## Task:
Begin at the first line below and copy each line exactly, ending with the line where "let mut glyph_to_unicode" appears.

--------------------

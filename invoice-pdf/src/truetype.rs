use std::collections::{BTreeMap, BTreeSet};
use std::io;

use crate::error::PdfError;
use crate::objects::{ObjId, PdfObject};

/// Object numbers reserved for one embedded font.
#[derive(Debug, Clone, Copy)]
pub(crate) struct FontObjIds {
    pub type0: ObjId,
    pub cid_font: ObjId,
    pub descriptor: ObjId,
    pub font_file: ObjId,
    pub to_unicode: ObjId,
}

/// A TrueType program parsed for embedding as a Type0/CIDFontType2 font.
pub struct TrueTypeFont {
    pub(crate) postscript_name: String,
    pub(crate) font_data: Vec<u8>,
    pub(crate) units_per_em: u16,
    pub(crate) ascent: i16,
    pub(crate) descent: i16,
    pub(crate) bbox: [i16; 4],
    pub(crate) cap_height: i16,
    pub(crate) italic_angle: f64,
    pub(crate) flags: u32,
    pub(crate) stem_v: i16,
    /// Unicode codepoint -> glyph ID
    pub(crate) cmap: BTreeMap<u32, u16>,
    /// Glyph ID -> advance width in font units
    pub(crate) glyph_widths: BTreeMap<u16, u16>,
    pub(crate) default_width: u16,
    /// Glyphs referenced by content streams; drives /W and ToUnicode.
    pub(crate) used_glyphs: BTreeSet<u16>,
    /// Glyph ID -> Unicode codepoint
    pub(crate) glyph_to_unicode: BTreeMap<u16, u32>,
    pub(crate) pdf_name: String,
}

impl TrueTypeFont {
    /// Parse a TrueType program from raw .ttf bytes.
    pub fn from_bytes(data: Vec<u8>, pdf_name: String) -> Result<Self, PdfError> {
        let face = ttf_parser::Face::parse(&data, 0).map_err(|e| PdfError::FontParse(e.to_string()))?;

        let units_per_em = face.units_per_em();
        let ascent = face.ascender();
        let bbox = face.global_bounding_box();
        let postscript_name = font_name(&face, ttf_parser::name_id::POST_SCRIPT_NAME)
            .or_else(|| font_name(&face, ttf_parser::name_id::FAMILY).map(|n| n.replace(' ', "")))
            .unwrap_or_else(|| "EmbeddedFont".to_string());

        let mut cmap = BTreeMap::new();
        let mut glyph_to_unicode = BTreeMap::new();
        let subtables = face
            .tables()
            .cmap
            .ok_or_else(|| PdfError::FontParse("font has no cmap table".to_string()))?
            .subtables;
        for subtable in subtables.into_iter().filter(|s| s.is_unicode()) {
            subtable.codepoints(|cp| {
                if let Some(gid) = subtable.glyph_index(cp) {
                    cmap.insert(cp, gid.0);
                    glyph_to_unicode.entry(gid.0).or_insert(cp);
                }
            });
        }

        let glyph_widths: BTreeMap<u16, u16> = (0..face.number_of_glyphs())
            .map(|gid| (gid, face.glyph_hor_advance(ttf_parser::GlyphId(gid)).unwrap_or(0)))
            .collect();
        let default_width = glyph_widths.get(&0).copied().unwrap_or(0);

        tracing::debug!(font = %postscript_name, glyphs = glyph_widths.len(), "parsed TrueType font");

        Ok(TrueTypeFont {
            postscript_name,
            units_per_em,
            ascent,
            descent: face.descender(),
            bbox: [bbox.x_min, bbox.y_min, bbox.x_max, bbox.y_max],
            cap_height: face.capital_height().unwrap_or(ascent),
            italic_angle: face.italic_angle() as f64,
            flags: compute_flags(&face),
            stem_v: estimate_stem_v(&face),
            cmap,
            glyph_widths,
            default_width,
            used_glyphs: BTreeSet::new(),
            glyph_to_unicode,
            pdf_name,
            font_data: data,
        })
    }

    fn to_pdf_units(&self, value: i64) -> i64 {
        value * 1000 / self.units_per_em as i64
    }

    fn glyph_width_pdf(&self, gid: u16) -> i64 {
        let raw = self.glyph_widths.get(&gid).copied().unwrap_or(self.default_width);
        self.to_pdf_units(raw as i64)
    }

    /// Width of a text string in points.
    pub fn measure_text(&self, text: &str, font_size: f64) -> f64 {
        let total: i64 = text
            .chars()
            .map(|ch| self.glyph_width_pdf(self.cmap.get(&(ch as u32)).copied().unwrap_or(0)))
            .sum();
        total as f64 * font_size / 1000.0
    }

    /// Encode text as hex glyph IDs (`<0048...>`) and record the glyphs
    /// as used. Characters without a glyph map to .notdef.
    pub fn encode_text_hex(&mut self, text: &str) -> String {
        let mut hex = String::with_capacity(text.len() * 4 + 2);
        hex.push('<');
        for ch in text.chars() {
            let gid = self.cmap.get(&(ch as u32)).copied().unwrap_or(0);
            self.used_glyphs.insert(gid);
            hex.push_str(&format!("{:04X}", gid));
        }
        hex.push('>');
        hex
    }

    /// The /W array for used glyphs: `[cid [w1 w2 ...] ...]`, grouping
    /// runs of consecutive glyph IDs.
    pub(crate) fn build_w_array(&self) -> Vec<PdfObject> {
        let glyphs: Vec<u16> = self.used_glyphs.iter().copied().collect();
        let mut result = Vec::new();
        let mut i = 0;
        while i < glyphs.len() {
            let start = glyphs[i];
            let mut widths = Vec::new();
            let mut j = i;
            while j < glyphs.len() && glyphs[j] as usize == start as usize + (j - i) {
                widths.push(PdfObject::Integer(self.glyph_width_pdf(glyphs[j])));
                j += 1;
            }
            result.push(PdfObject::Integer(start as i64));
            result.push(PdfObject::Array(widths));
            i = j;
        }
        result
    }

    /// ToUnicode CMap program so viewers can extract text.
    pub(crate) fn build_tounicode_cmap(&self) -> Vec<u8> {
        let mut cmap = String::from(
            "/CIDInit /ProcSet findresource begin\n\
             12 dict begin\n\
             begincmap\n\
             /CIDSystemInfo << /Registry (Adobe) /Ordering (UCS) /Supplement 0 >> def\n\
             /CMapName /Adobe-Identity-UCS def\n\
             /CMapType 2 def\n\
             1 begincodespacerange\n\
             <0000> <FFFF>\n\
             endcodespacerange\n",
        );

        let mappings: Vec<(u16, u32)> = self
            .used_glyphs
            .iter()
            .filter_map(|gid| self.glyph_to_unicode.get(gid).map(|&cp| (*gid, cp)))
            .collect();
        // At most 100 entries per beginbfchar block.
        for chunk in mappings.chunks(100) {
            cmap.push_str(&format!("{} beginbfchar\n", chunk.len()));
            for &(gid, cp) in chunk {
                let utf16: String = char::from_u32(cp)
                    .map(|c| c.encode_utf16(&mut [0; 2]).iter().map(|u| format!("{:04X}", u)).collect())
                    .unwrap_or_else(|| "FFFD".to_string());
                cmap.push_str(&format!("<{:04X}> <{}>\n", gid, utf16));
            }
            cmap.push_str("endbfchar\n");
        }

        cmap.push_str(
            "endcmap\n\
             CMapName currentdict /CMap defineresource pop\n\
             end\n\
             end\n",
        );
        cmap.into_bytes()
    }

    /// Build the five objects that make up the embedded font.
    pub(crate) fn pdf_objects(&self, ids: FontObjIds, compress: bool) -> io::Result<Vec<(ObjId, PdfObject)>> {
        let name = PdfObject::name(&self.postscript_name);

        let type0 = PdfObject::dict(vec![
            ("Type", PdfObject::name("Font")),
            ("Subtype", PdfObject::name("Type0")),
            ("BaseFont", name.clone()),
            ("Encoding", PdfObject::name("Identity-H")),
            ("DescendantFonts", PdfObject::array(vec![PdfObject::Reference(ids.cid_font)])),
            ("ToUnicode", PdfObject::Reference(ids.to_unicode)),
        ]);

        let cid_font = PdfObject::dict(vec![
            ("Type", PdfObject::name("Font")),
            ("Subtype", PdfObject::name("CIDFontType2")),
            ("BaseFont", name.clone()),
            (
                "CIDSystemInfo",
                PdfObject::dict(vec![
                    ("Registry", PdfObject::literal_string("Adobe")),
                    ("Ordering", PdfObject::literal_string("Identity")),
                    ("Supplement", PdfObject::Integer(0)),
                ]),
            ),
            ("FontDescriptor", PdfObject::Reference(ids.descriptor)),
            ("DW", PdfObject::Integer(self.to_pdf_units(self.default_width as i64))),
            ("W", PdfObject::Array(self.build_w_array())),
            ("CIDToGIDMap", PdfObject::name("Identity")),
        ]);

        let bbox = self
            .bbox
            .iter()
            .map(|&v| PdfObject::Integer(self.to_pdf_units(v as i64)))
            .collect();
        let descriptor = PdfObject::dict(vec![
            ("Type", PdfObject::name("FontDescriptor")),
            ("FontName", name),
            ("Flags", PdfObject::Integer(self.flags as i64)),
            ("FontBBox", PdfObject::Array(bbox)),
            ("ItalicAngle", PdfObject::Real(self.italic_angle)),
            ("Ascent", PdfObject::Integer(self.to_pdf_units(self.ascent as i64))),
            ("Descent", PdfObject::Integer(self.to_pdf_units(self.descent as i64))),
            ("CapHeight", PdfObject::Integer(self.to_pdf_units(self.cap_height as i64))),
            ("StemV", PdfObject::Integer(self.stem_v as i64)),
            ("FontFile2", PdfObject::Reference(ids.font_file)),
        ]);

        let mut font_file_dict = vec![("Length1", PdfObject::Integer(self.font_data.len() as i64))];
        let font_file_data = crate::document::maybe_deflate(&mut font_file_dict, &self.font_data, compress)?;
        let font_file = PdfObject::stream(font_file_dict, font_file_data);

        let mut tounicode_dict = Vec::new();
        let tounicode_data = crate::document::maybe_deflate(&mut tounicode_dict, &self.build_tounicode_cmap(), compress)?;
        let to_unicode = PdfObject::stream(tounicode_dict, tounicode_data);

        Ok(vec![
            (ids.type0, type0),
            (ids.cid_font, cid_font),
            (ids.descriptor, descriptor),
            (ids.font_file, font_file),
            (ids.to_unicode, to_unicode),
        ])
    }
}

fn font_name(face: &ttf_parser::Face, id: u16) -> Option<String> {
    face.names()
        .into_iter()
        .find(|name| name.name_id == id && name.is_unicode())
        .and_then(|name| name.to_string())
}

/// PDF font descriptor flags (PDF 32000-1 Table 123).
fn compute_flags(face: &ttf_parser::Face) -> u32 {
    // Nonsymbolic: Latin text fonts.
    let mut flags = 32;
    if face.is_monospaced() {
        flags |= 1;
    }
    if face.is_italic() {
        flags |= 64;
    }
    flags
}

/// Rough StemV from the weight class: 10 + 220 * (weight/1000)^2.
fn estimate_stem_v(face: &ttf_parser::Face) -> i16 {
    let w = face.weight().to_number() as f64 / 1000.0;
    (10.0 + 220.0 * w * w) as i16
}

--------------------

## Answer to the exercise:
filename invoice-pdf/src/truetype.rs
use std::collections::{BTreeMap, BTreeSet};
use std::io;

use crate::error::PdfError;
use crate::objects::{ObjId, PdfObject};

/// Object numbers reserved for one embedded font.
#[derive(Debug, Clone, Copy)]
pub(crate) struct FontObjIds {
    pub type0: ObjId,
    pub cid_font: ObjId,
    pub descriptor: ObjId,
    pub font_file: ObjId,
    pub to_unicode: ObjId,
}

/// A TrueType program parsed for embedding as a Type0/CIDFontType2 font.
pub struct TrueTypeFont {
    pub(crate) postscript_name: String,
    pub(crate) font_data: Vec<u8>,
    pub(crate) units_per_em: u16,
    pub(crate) ascent: i16,
    pub(crate) descent: i16,
    pub(crate) bbox: [i16; 4],
    pub(crate) cap_height: i16,
    pub(crate) italic_angle: f64,
    pub(crate) flags: u32,
    pub(crate) stem_v: i16,
    /// Unicode codepoint -> glyph ID
    pub(crate) cmap: BTreeMap<u32, u16>,
    /// Glyph ID -> advance width in font units
    pub(crate) glyph_widths: BTreeMap<u16, u16>,
    pub(crate) default_width: u16,
    /// Glyphs referenced by content streams; drives /W and ToUnicode.
    pub(crate) used_glyphs: BTreeSet<u16>,
    /// Glyph ID -> Unicode codepoint
    pub(crate) glyph_to_unicode: BTreeMap<u16, u32>,
    pub(crate) pdf_name: String,
}

impl TrueTypeFont {
    /// Parse a TrueType program from raw .ttf bytes.
    pub fn from_bytes(data: Vec<u8>, pdf_name: String) -> Result<Self, PdfError> {
        let face = ttf_parser::Face::parse(&data, 0).map_err(|e| PdfError::FontParse(e.to_string()))?;

        let units_per_em = face.units_per_em();
        let ascent = face.ascender();
        let bbox = face.global_bounding_box();
        let postscript_name = font_name(&face, ttf_parser::name_id::POST_SCRIPT_NAME)
            .or_else(|| font_name(&face, ttf_parser::name_id::FAMILY).map(|n| n.replace(' ', "")))
            .unwrap_or_else(|| "EmbeddedFont".to_string());

        let mut cmap = BTreeMap::new();
        let mut glyph_to_unicode = BTreeMap::new();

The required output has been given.